John Lannan agrees to one-year deal with the Phillies

(Hunter Martin/Getty Images)

After the Nationals chose this winter to leave John Lannan in their post, the former two-time opening day starter gave himself frequent and pointed opportunities to face to the only team he had known.

Lannan agreed this morning to a one-year deal with the Philadelphia Phillies, a prominent pitcher in the Nationals’ brief history joining forces with their foremost rival in the National League East. The deal, which CSN Philadelphia first reported, will be worth $2.5 million with the chance for Lannan to earn up to $5 million based on incentives.

Lannan, 28, has started more games, 134, than any pitcher since the Nationals moved to Washington in 2005. Only Livan Hernandez has more wins, innings pitched and strikeouts. He started twice on opening day in 2009 and 2010. He was a steady force on dreadful teams, absorbing losses with scant run support and porous defenses behind him.

When the Nationals were bad, he was the best they had. Once they got good, they decided they no longer needed him. They did not tender him a contract at the Nov. 30 deadline, allowing him to become a free agent two years before he would have been eligible. The Nationals had no room in their rotation, but for Philadelphia he is the likely fifth starter.

The Nationals stashed Lannan at Class AAA Syracuse for most of 2012, paying him $5 million to serve as depth in anticipation of voluntarily removing Stephen Strasburg from the rotation. After initial disappointment and a public demand for a trade, Lannan pitched for Syracuse and contributed in the majors, going 4-1 in six major league starts.
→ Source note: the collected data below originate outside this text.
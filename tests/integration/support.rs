//! Router wiring for the integration tests

use axum::body::Body;
use axum::http::{Request, StatusCode};
use axum::Router;
use minance::api::create_router;
use minance::config::{ServerConfig, TradingConfig};
use minance::exchange::testing::FakeExchange;
use minance::pricing::testing::StaticPriceSource;
use minance::service::TradingService;
use serde_json::Value;
use std::sync::Arc;
use tower::ServiceExt;

pub fn app(exchange: &FakeExchange, fallback: StaticPriceSource) -> Router {
    let service = TradingService::new(
        Arc::new(exchange.clone()),
        Arc::new(fallback),
        "USDT",
        &TradingConfig::default(),
    );
    create_router(Arc::new(service), &ServerConfig::default())
}

pub async fn post_json(app: Router, uri: &str, body: Value) -> (StatusCode, Value) {
    let request = Request::builder()
        .method("POST")
        .uri(uri)
        .header("content-type", "application/json")
        .body(Body::from(body.to_string()))
        .unwrap();

    let response = app.oneshot(request).await.unwrap();
    let status = response.status();
    let bytes = axum::body::to_bytes(response.into_body(), usize::MAX)
        .await
        .unwrap();
    (status, serde_json::from_slice(&bytes).unwrap())
}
Lannan started and won what many consider the Nationals’ most important game of their 98-win season. On July 21, with the Nationals mired in a five-game losing streak and clinging to a 1 ½-game lead over visiting Atlanta, Lannan arrived from Syracuse to pitch the second game of a doubleheader and shut down the Braves for seven two-run innings.

The starts Lannan made replacing Strasburg, the symbol of the Nationals’ emergence, will stand as his lasting impression in Washington. He’ll join the Phillies, the Nationals a rival and a team with which he has a sordid history.

Lannan made his major league debut in 2007 at Citizens Bank Park, an outing for which they still boo him there. He broke Chase Utley’s hand with an inside fastball, and later the home plate umpire ejected him for hitting slugger Ryan Howard with a pitch.

The Phillies thumped Lannan more than any other opponent. In 19 career starts against them, Lannan went 3-13 with a 5.53 ERA. In his career, Lannan is 42-52 with a 4.01 ERA. If he had never faced then, he would have been 39-39 with a 3.79 ERA. Lannan could rarely beat the Phillies, and now, spurned by the Nationals, he’ll join them.